WHAT THE TASK REQUIRES - Stop after the line with "if angle >= self.high"; until then, please copy every line of the records word for word from the first.

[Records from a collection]

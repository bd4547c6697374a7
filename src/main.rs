//! Cannon Siege entry point
//!
//! Runs a headless session driven by a simple autopilot and prints the
//! result. Usage: `cannon-siege [config.json] [seed]`

use std::error::Error;

use cannon_siege::platform::Control;
use cannon_siege::renderer::build_frame;
use cannon_siege::{GameConfig, Session, SessionObserver};

/// Ten minutes of play at 60 Hz
const FRAME_CAP: u64 = 60 * 60 * 10;
/// Frames the autopilot holds fire before releasing
const CHARGE_FRAMES: u32 = 30;

struct LogObserver;

impl SessionObserver for LogObserver {
    fn on_session_start(&mut self) {
        log::info!("Session start");
    }

    fn on_elapsed_seconds(&mut self, elapsed_seconds: u64) {
        if elapsed_seconds % 30 == 0 {
            log::info!("{}s played", elapsed_seconds);
        }
    }

    fn on_session_end(&mut self, score: u64, elapsed_seconds: u64) {
        log::info!("Session end: score {} after {}s", score, elapsed_seconds);
    }
}

/// Sweeps the barrel between two angles and fires on a fixed cadence
struct Autopilot {
    low: f32,
    high: f32,
    rising: bool,
    charging_for: u32,
}

impl Autopilot {
    fn new() -> Self {
        Self {
            low: 10.0,
            high: 40.0,
            rising: true,
            charging_for: 0,
        }
    }

    fn drive(&mut self, session: &mut Session<LogObserver>) {
        let angle = session.state().cannon.angle;
        if angle >= self.high {
            self.rising = false;
        } else if angle <= self.low {
            self.rising = true;
        }

        let input = session.input_mut();
        if self.rising {
            input.release(Control::AimDown);
            input.press(Control::AimUp);
        } else {
            input.release(Control::AimUp);
            input.press(Control::AimDown);
        }

        if self.charging_for == 0 {
            input.press(Control::Fire);
        }
        self.charging_for += 1;
        if self.charging_for >= CHARGE_FRAMES {
            input.release(Control::Fire);
            self.charging_for = 0;
        }
    }
}

fn main() -> Result<(), Box<dyn Error>> {
    env_logger::init();

    let mut args = std::env::args().skip(1);
    let config = match args.next() {
        Some(path) => GameConfig::load(path)?,
        None => GameConfig::default(),
    };
    config.validate()?;
    let seed = match args.next() {
        Some(s) => s.parse::<u64>()?,
        None => 42,
    };

    log::info!("Cannon Siege (headless) starting, seed {}", seed);

    let mut session = Session::start(config, seed, LogObserver);
    let mut autopilot = Autopilot::new();
    let mut frames = 0;
    while session.is_running() && frames < FRAME_CAP {
        autopilot.drive(&mut session);
        session.step();
        frames += 1;
    }

    match session.result() {
        Some(result) => println!(
            "Game over after {} frames: score {}, {}s",
            frames, result.score, result.elapsed_seconds
        ),
        None => println!(
            "Still holding after {} frames: score {}",
            frames,
            session.state().session.score
        ),
    }

    let snapshot = session.snapshot();
    let frame = build_frame(&snapshot);
    log::debug!(
        "Final frame: {} vertices, {} labels",
        frame.vertices.len(),
        frame.labels.len()
    );
    println!("{}", serde_json::to_string_pretty(&snapshot)?);
    Ok(())
}
//! Platform abstraction layer
//!
//! Adapters between whatever delivers raw events (browser, terminal, test
//! harness) and the simulation:
//! - Input events (key press/release to aiming/firing intent)

pub mod input;

pub use input::{Control, InputController, KeyEdge, KeyEvent};
//! Fixed timestep simulation frame
//!
//! One call advances the session by exactly one frame, in a fixed order:
//! time (and elapsed seconds), scheduled modifiers, input, spawning,
//! projectiles, attackers (and the wall check), collisions, explosions.

use serde::{Deserialize, Serialize};

use super::cannon::volley;
use super::collision::resolve;
use super::state::{GamePhase, GameState};
use crate::config::GameConfig;

/// Frame units advanced per tick
const FRAME_STEPS: f32 = 1.0;

/// Fire trigger edge
#[derive(Debug, Clone, Copy, PartialEq, Eq, Serialize, Deserialize)]
pub enum FireEdge {
    Press,
    Release,
}

/// Input commands for a single frame
#[derive(Debug, Clone, Default)]
pub struct TickInput {
    /// Aim-up held
    pub aim_up: bool,
    /// Aim-down held
    pub aim_down: bool,
    /// Fire edges since the last frame, oldest first
    pub fire_edges: Vec<FireEdge>,
}

/// Final tally for a session
#[derive(Debug, Clone, Copy, PartialEq, Eq, Serialize, Deserialize)]
pub struct SessionResult {
    pub score: u64,
    pub elapsed_seconds: u64,
}

/// Observable changes produced by one frame
#[derive(Debug, Clone, Default, PartialEq, Eq)]
pub struct TickOutcome {
    /// Set only on the frame the session ended
    pub ended: Option<SessionResult>,
    pub elapsed_changed: Option<u64>,
    pub score_changed: Option<u64>,
    /// Balls launched this frame
    pub fired: usize,
}

/// Advance the session by one fixed frame. Does nothing once ended.
pub fn tick(state: &mut GameState, config: &mut GameConfig, input: &TickInput) -> TickOutcome {
    let mut outcome = TickOutcome::default();
    if state.phase == GamePhase::Ended {
        return outcome;
    }

    // Time
    let dt = state.clock.advance_frame();
    let now = state.clock.now();
    state.session.game_time += dt;
    let previous_elapsed = state.session.elapsed_seconds;
    state.session.elapsed_seconds = state.clock.elapsed_seconds();
    if state.session.elapsed_seconds != previous_elapsed {
        outcome.elapsed_changed = Some(state.session.elapsed_seconds);
    }

    // Power-up grants, special events, flash expiry and reverts
    state.modifiers.update(now, config, &mut state.rng);

    // Aim and fire
    state
        .cannon
        .aim(input.aim_up, input.aim_down, FRAME_STEPS, config);
    for edge in &input.fire_edges {
        match edge {
            FireEdge::Press => state.cannon.begin_charge(),
            FireEdge::Release => {
                if let Some(power) = state.cannon.release(now, config) {
                    let balls = volley(&state.cannon, config, power, || state.ids.next_id());
                    log::debug!(
                        "Fired {} balls at {:.0} deg, power {:.1}",
                        balls.len(),
                        state.cannon.angle,
                        power
                    );
                    outcome.fired += balls.len();
                    state.cannonballs.extend(balls);
                }
            }
        }
    }
    state.cannon.charge(FRAME_STEPS, config);

    // Spawn
    let game_time = state.session.game_time;
    if let Some(attacker) =
        state
            .spawner
            .maybe_spawn(now, config, game_time, &mut state.rng, || state.ids.next_id())
    {
        state.attackers.push(attacker);
    }

    // Projectiles
    for ball in &mut state.cannonballs {
        ball.update(FRAME_STEPS, config.gravity);
    }
    state
        .cannonballs
        .retain(|b| !b.is_off_screen(config.arena_width, config.arena_height));

    // Attackers and the terminal condition
    for attacker in &mut state.attackers {
        attacker.update(FRAME_STEPS);
    }
    if state
        .attackers
        .iter()
        .any(|a| a.is_at_wall(config.wall_width))
    {
        let result = SessionResult {
            score: state.session.score,
            elapsed_seconds: state.session.elapsed_seconds,
        };
        state.phase = GamePhase::Ended;
        state.modifiers.cancel_all();
        log::info!(
            "Wall breached after {}s with score {}",
            result.elapsed_seconds,
            result.score
        );
        outcome.ended = Some(result);
        return outcome;
    }

    // Collisions
    let hits = resolve(
        &mut state.cannonballs,
        &mut state.attackers,
        config.arena_height,
        config.wall_height,
    );
    if hits.score_delta > 0 {
        state.session.score += hits.score_delta;
        outcome.score_changed = Some(state.session.score);
    }
    state.explosions.extend(hits.explosions);

    // Explosions
    for explosion in &mut state.explosions {
        explosion.update();
    }
    state.explosions.retain(|e| !e.is_finished());

    outcome
}

#[cfg(test)]
mod tests {
    use super::*;
    use crate::consts::*;
    use crate::sim::FireState;

    /// No spawning, no modifiers
    fn scripted_config() -> GameConfig {
        GameConfig {
            spawn_interval: f64::INFINITY,
            power_up_period: 0.0,
            special_event_period: 0.0,
            ..Default::default()
        }
    }

    fn fire_now() -> TickInput {
        TickInput {
            fire_edges: vec![FireEdge::Press, FireEdge::Release],
            ..Default::default()
        }
    }

    #[test]
    fn test_attacker_reaches_wall_after_exact_frames() {
        let mut config = scripted_config();
        let mut state = GameState::new(1, &config);
        state.push_attacker(&config, 1200.0, 10.0, 1, 100.0);

        let input = TickInput::default();
        let mut frames = 0;
        let result = loop {
            frames += 1;
            if let Some(result) = tick(&mut state, &mut config, &input).ended {
                break result;
            }
            assert!(frames < 1000, "never ended");
        };

        assert_eq!(frames, 115);
        assert_eq!(result.score, 0);
        assert_eq!(state.phase, GamePhase::Ended);
    }

    #[test]
    fn test_ended_session_is_frozen() {
        let mut config = scripted_config();
        let mut state = GameState::new(1, &config);
        state.push_attacker(&config, WALL_WIDTH + 1.0, 5.0, 1, 100.0);

        assert!(tick(&mut state, &mut config, &TickInput::default()).ended.is_some());
        let frames = state.clock.frames();
        let config_before = config.clone();

        let outcome = tick(&mut state, &mut config, &fire_now());
        assert_eq!(outcome, TickOutcome::default());
        assert_eq!(state.clock.frames(), frames);
        assert!(state.cannonballs.is_empty());
        assert_eq!(config, config_before);
        assert_eq!(state.modifiers.pending(), 0);
    }

    #[test]
    fn test_pierce_duplicates_both_land_same_frame() {
        let mut config = GameConfig {
            pierce: 2,
            cannon_balls: 1,
            start_angle: 0.0,
            ..scripted_config()
        };
        let mut state = GameState::new(1, &config);
        // Muzzle at (100, 500); first step carries the balls to x = 110
        state.push_attacker(&config, 110.0, 0.5, 1, 400.0);
        state.cannon.power = 10.0;

        let outcome = tick(&mut state, &mut config, &fire_now());

        assert_eq!(outcome.fired, 2);
        assert!(state.cannonballs.is_empty());
        assert_eq!(state.attackers.len(), 1);
        // Both duplicates resolved in one pass: 400 -> 200 -> 100
        assert_eq!(state.attackers[0].height, 100.0);
        assert_eq!(state.explosions.len(), 2);
        assert_eq!(state.session.score, 0);
    }

    #[test]
    fn test_destroying_attacker_scores() {
        let mut config = GameConfig {
            start_angle: 0.0,
            ..scripted_config()
        };
        let mut state = GameState::new(1, &config);
        state.push_attacker(&config, 110.0, 0.5, 1, 99.0);
        state.cannon.power = 10.0;

        let outcome = tick(&mut state, &mut config, &fire_now());
        assert_eq!(outcome.score_changed, Some(ATTACKER_SCORE));
        assert!(state.attackers.is_empty());
    }

    #[test]
    fn test_hold_charges_then_release_fires() {
        let mut config = scripted_config();
        let mut state = GameState::new(1, &config);

        let press = TickInput {
            fire_edges: vec![FireEdge::Press],
            ..Default::default()
        };
        tick(&mut state, &mut config, &press);
        assert_eq!(state.cannon.state, FireState::Charging);
        for _ in 0..19 {
            tick(&mut state, &mut config, &TickInput::default());
        }
        assert!((state.cannon.power - 20.0 * config.power_increment).abs() < 1e-4);

        let release = TickInput {
            fire_edges: vec![FireEdge::Release],
            ..Default::default()
        };
        let outcome = tick(&mut state, &mut config, &release);
        assert_eq!(outcome.fired, 1);
        assert_eq!(state.cannon.power, config.min_power);
        assert_eq!(state.cannon.state, FireState::Idle);
    }

    #[test]
    fn test_quick_tap_below_min_power_does_not_fire() {
        let mut config = scripted_config();
        let mut state = GameState::new(1, &config);
        let outcome = tick(&mut state, &mut config, &fire_now());
        assert_eq!(outcome.fired, 0);
        // After the first release the charge starts from min power
        let outcome = tick(&mut state, &mut config, &fire_now());
        assert_eq!(outcome.fired, 1);
    }

    #[test]
    fn test_aim_applies_per_frame() {
        let mut config = scripted_config();
        let mut state = GameState::new(1, &config);
        let input = TickInput {
            aim_up: true,
            ..Default::default()
        };
        tick(&mut state, &mut config, &input);
        assert_eq!(state.cannon.angle, config.start_angle + config.cannon_angle_speed);
    }

    #[test]
    fn test_first_spawn_after_interval() {
        let mut config = GameConfig {
            power_up_period: 0.0,
            special_event_period: 0.0,
            ..Default::default()
        };
        let mut state = GameState::new(1, &config);
        // 3000ms = 180 frames
        for _ in 0..179 {
            tick(&mut state, &mut config, &TickInput::default());
        }
        assert!(state.attackers.is_empty());
        tick(&mut state, &mut config, &TickInput::default());
        assert_eq!(state.attackers.len(), 1);
    }

    #[test]
    fn test_elapsed_seconds_reported_on_change() {
        let mut config = scripted_config();
        let mut state = GameState::new(1, &config);
        let mut changes = Vec::new();
        for _ in 0..130 {
            if let Some(s) = tick(&mut state, &mut config, &TickInput::default()).elapsed_changed
            {
                changes.push(s);
            }
        }
        assert_eq!(changes, vec![1, 2]);
    }

    #[test]
    fn test_terminal_frame_reports_elapsed_change() {
        let mut config = scripted_config();
        let mut state = GameState::new(1, &config);
        let input = TickInput::default();

        // Stop one frame short of the first whole second
        loop {
            let mut lookahead = state.clone();
            let mut lookahead_config = config.clone();
            if tick(&mut lookahead, &mut lookahead_config, &input)
                .elapsed_changed
                .is_some()
            {
                break;
            }
            tick(&mut state, &mut config, &input);
        }

        state.push_attacker(&config, WALL_WIDTH + 1.0, 5.0, 1, 100.0);
        let outcome = tick(&mut state, &mut config, &input);
        assert_eq!(outcome.elapsed_changed, Some(1));
        assert_eq!(
            outcome.ended,
            Some(SessionResult {
                score: 0,
                elapsed_seconds: 1
            })
        );
    }

    #[test]
    fn test_modifiers_run_inside_frames() {
        let mut config = GameConfig {
            spawn_interval: f64::INFINITY,
            power_up_period: 1000.0,
            special_event_period: 0.0,
            ..Default::default()
        };
        let mut state = GameState::new(3, &config);
        for _ in 0..60 {
            tick(&mut state, &mut config, &TickInput::default());
        }
        assert_eq!(state.modifiers.active_power_ups().len(), 1);
        assert!(state.modifiers.power_up_flash().is_some());
    }

    #[test]
    fn test_determinism() {
        let base = GameConfig {
            power_up_period: 5000.0,
            special_event_period: 7000.0,
            ..Default::default()
        };
        let mut config1 = base.clone();
        let mut config2 = base;
        let mut state1 = GameState::new(99999, &config1);
        let mut state2 = GameState::new(99999, &config2);

        for i in 0..2000 {
            let input = if i % 40 == 0 {
                fire_now()
            } else {
                TickInput {
                    aim_up: i % 7 == 0,
                    ..Default::default()
                }
            };
            tick(&mut state1, &mut config1, &input);
            tick(&mut state2, &mut config2, &input);
        }

        assert_eq!(state1.attackers, state2.attackers);
        assert_eq!(state1.cannonballs, state2.cannonballs);
        assert_eq!(state1.session, state2.session);
        assert_eq!(config1, config2);
    }
}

FINISHED EXERCISE -
repository bd4547c6697374a7
filename src/main.rs
//! Cannon Siege entry point
//!
//! Runs a headless session driven by a simple autopilot and prints the
//! result. Usage: `cannon-siege [config.json] [seed]`

use std::error::Error;

use cannon_siege::platform::Control;
use cannon_siege::renderer::build_frame;
use cannon_siege::{GameConfig, Session, SessionObserver};

/// Ten minutes of play at 60 Hz
const FRAME_CAP: u64 = 60 * 60 * 10;
/// Frames the autopilot holds fire before releasing
const CHARGE_FRAMES: u32 = 30;

struct LogObserver;

impl SessionObserver for LogObserver {
    fn on_session_start(&mut self) {
        log::info!("Session start");
    }

    fn on_elapsed_seconds(&mut self, elapsed_seconds: u64) {
        if elapsed_seconds % 30 == 0 {
            log::info!("{}s played", elapsed_seconds);
        }
    }

    fn on_session_end(&mut self, score: u64, elapsed_seconds: u64) {
        log::info!("Session end: score {} after {}s", score, elapsed_seconds);
    }
}

/// Sweeps the barrel between two angles and fires on a fixed cadence
struct Autopilot {
    low: f32,
    high: f32,
    rising: bool,
    charging_for: u32,
}

impl Autopilot {
    fn new() -> Self {
        Self {
            low: 10.0,
            high: 40.0,
            rising: true,
            charging_for: 0,
        }
    }

    fn drive(&mut self, session: &mut Session<LogObserver>) {
        let angle = session.state().cannon.angle;
        if angle >= self.high {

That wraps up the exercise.